▸ **Work instruction**:
Word for word, reproduce every line of the data below.

Stored items
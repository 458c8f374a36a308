use embedded_graphics::prelude::*;

use crate::graphics::Canvas;
use crate::ui::style::WidgetStyle;

/// Smallest thumb drawn, in pixels.
pub const MIN_THUMB: i32 = 10;

#[derive(Debug, Clone, Copy, PartialEq, Eq, Default)]
pub enum Orientation {
    #[default]
    Vertical,
    Horizontal,
}

/// Read-only scroll position indicator.
///
/// `min..=max` is the scrollable range and `viewport` the visible extent in
/// the same unit; the thumb covers `viewport / (viewport + range)` of the
/// track. A zero viewport stands for "as long as the track".
#[derive(Debug, Clone, PartialEq, Eq, Default)]
pub struct Scrollbar {
    orientation: Orientation,
    min: i32,
    max: i32,
    value: i32,
    viewport: i32,
}

impl Scrollbar {
    pub fn new(orientation: Orientation) -> Self {
        Self {
            orientation,
            ..Self::default()
        }
    }

    pub fn orientation(&self) -> Orientation {
        self.orientation
    }

    pub fn configure(&mut self, min: i32, max: i32, value: i32) {
        let (min, max) = if min > max { (max, min) } else { (min, max) };
        self.min = min;
        self.max = max;
        self.set_value(value);
    }

    pub fn set_value(&mut self, value: i32) {
        self.value = value.clamp(self.min, self.max);
    }

    pub fn value(&self) -> i32 {
        self.value
    }

    pub fn set_viewport(&mut self, viewport: i32) {
        self.viewport = viewport.max(0);
    }

    /// Thumb `(offset, length)` along a track of `track` pixels.
    pub fn thumb(&self, track: i32) -> (i32, i32) {
        let range = self.max as i64 - self.min as i64;
        if range <= 0 || track <= 0 {
            return (0, track.max(0));
        }
        let viewport = if self.viewport > 0 {
            self.viewport
        } else {
            track
        } as i64;
        let length = (track as i64 * viewport / (viewport + range)) as i32;
        let length = length.clamp(MIN_THUMB.min(track), track);
        let offset = (self.value as i64 - self.min as i64) * (track - length) as i64 / range;
        (offset as i32, length)
    }

    pub(crate) fn draw(&self, canvas: &mut Canvas<'_>, size: Size, style: &WidgetStyle) {
        let (w, h) = (size.width as i32, size.height as i32);
        canvas.fill_region(1, 1, w - 2, h - 2, style.background);
        canvas.draw_border(w, h, style.border);
        match self.orientation {
            Orientation::Vertical => {
                let (offset, length) = self.thumb(h - 2);
                canvas.fill_region(1, 1 + offset, w - 2, length, style.front);
            }
            Orientation::Horizontal => {
                let (offset, length) = self.thumb(w - 2);
                canvas.fill_region(1 + offset, 1, length, h - 2, style.front);
            }
        }
    }
}

#[cfg(test)]
mod tests {
    use super::*;

    #[test]
    fn test_thumb_proportional() {
        let mut bar = Scrollbar::new(Orientation::Vertical);
        bar.set_viewport(100);
        bar.configure(0, 300, 0);
        assert_eq!(bar.thumb(100), (0, 25));
        bar.set_value(300);
        assert_eq!(bar.thumb(100), (75, 25));
        bar.set_value(150);
        assert_eq!(bar.thumb(100).0, 37);
    }

    #[test]
    fn test_thumb_floor() {
        let mut bar = Scrollbar::new(Orientation::Vertical);
        bar.set_viewport(10);
        bar.configure(0, 10_000, 10_000);
        assert_eq!(bar.thumb(200), (190, MIN_THUMB));
    }

    #[test]
    fn test_thumb_full_i32_range() {
        let mut bar = Scrollbar::new(Orientation::Vertical);
        bar.configure(i32::MIN, i32::MAX, i32::MAX);
        assert_eq!(bar.thumb(200), (190, MIN_THUMB));
        bar.set_value(i32::MIN);
        assert_eq!(bar.thumb(200), (0, MIN_THUMB));
    }

    #[test]
    fn test_thumb_fills_track_without_range() {
        let bar = Scrollbar::new(Orientation::Horizontal);
        assert_eq!(bar.thumb(80), (0, 80));
    }
}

▸ **Answer space**:
repository 458c8f374a36a308
use embedded_graphics::prelude::*;

use crate::graphics::Canvas;
use crate::ui::style::WidgetStyle;

/// Smallest thumb drawn, in pixels.
pub const MIN_THUMB: i32 = 10;

#[derive(Debug, Clone, Copy, PartialEq, Eq, Default)]
pub enum Orientation {
    #[default]
    Vertical,
    Horizontal,
}

/// Read-only scroll position indicator.
///
/// `min..=max` is the scrollable range and `viewport` the visible extent in
/// the same unit; the thumb covers `viewport / (viewport + range)` of the
/// track. A zero viewport stands for "as long as the track".
#[derive(Debug, Clone, PartialEq, Eq, Default)]
pub struct Scrollbar {
    orientation: Orientation,
    min: i32,
    max: i32,
    value: i32,
    viewport: i32,
}

impl Scrollbar {
    pub fn new(orientation: Orientation) -> Self {
        Self {
            orientation,
            ..Self::default()
        }
    }

    pub fn orientation(&self) -> Orientation {
        self.orientation
    }

    pub fn configure(&mut self, min: i32, max: i32, value: i32) {
        let (min, max) = if min > max { (max, min) } else { (min, max) };
        self.min = min;
        self.max = max;
        self.set_value(value);
    }

    pub fn set_value(&mut self, value: i32) {
        self.value = value.clamp(self.min, self.max);
    }

    pub fn value(&self) -> i32 {
        self.value
    }

    pub fn set_viewport(&mut self, viewport: i32) {
        self.viewport = viewport.max(0);
    }

    /// Thumb `(offset, length)` along a track of `track` pixels.
    pub fn thumb(&self, track: i32) -> (i32, i32) {
        let range = self.max as i64 - self.min as i64;
        if range <= 0 || track <= 0 {
            return (0, track.max(0));
        }
        let viewport = if self.viewport > 0 {
            self.viewport
        } else {
            track
        } as i64;
        let length = (track as i64 * viewport / (viewport + range)) as i32;
        let length = length.clamp(MIN_THUMB.min(track), track);
        let offset = (self.value as i64 - self.min as i64) * (track - length) as i64 / range;
        (offset as i32, length)
    }

    pub(crate) fn draw(&self, canvas: &mut Canvas<'_>, size: Size, style: &WidgetStyle) {
        let (w, h) = (size.width as i32, size.height as i32);
        canvas.fill_region(1, 1, w - 2, h - 2, style.background);
        canvas.draw_border(w, h, style.border);
        match self.orientation {
            Orientation::Vertical => {
                let (offset, length) = self.thumb(h - 2);
                canvas.fill_region(1, 1 + offset, w - 2, length, style.front);
            }
            Orientation::Horizontal => {
                let (offset, length) = self.thumb(w - 2);
                canvas.fill_region(1 + offset, 1, length, h - 2, style.front);
            }
        }
    }
}

#[cfg(test)]
mod tests {
    use super::*;

    #[test]
    fn test_thumb_proportional() {
        let mut bar = Scrollbar::new(Orientation::Vertical);
        bar.set_viewport(100);
        bar.configure(0, 300, 0);
        assert_eq!(bar.thumb(100), (0, 25));
        bar.set_value(300);
        assert_eq!(bar.thumb(100), (75, 25));
        bar.set_value(150);
        assert_eq!(bar.thumb(100).0, 37);
    }

    #[test]
    fn test_thumb_floor() {
        let mut bar = Scrollbar::new(Orientation::Vertical);
        bar.set_viewport(10);
        bar.configure(0, 10_000, 10_000);
        assert_eq!(bar.thumb(200), (190, MIN_THUMB));
    }

    #[test]
    fn test_thumb_full_i32_range() {
        let mut bar = Scrollbar::new(Orientation::Vertical);
        bar.configure(i32::MIN, i32::MAX, i32::MAX);
        assert_eq!(bar.thumb(200), (190, MIN_THUMB));
        bar.set_value(i32::MIN);
        assert_eq!(bar.thumb(200), (0, MIN_THUMB));
    }

    #[test]
    fn test_thumb_fills_track_without_range() {
        let bar = Scrollbar::new(Orientation::Horizontal);
        assert_eq!(bar.thumb(80), (0, 80));
    }
}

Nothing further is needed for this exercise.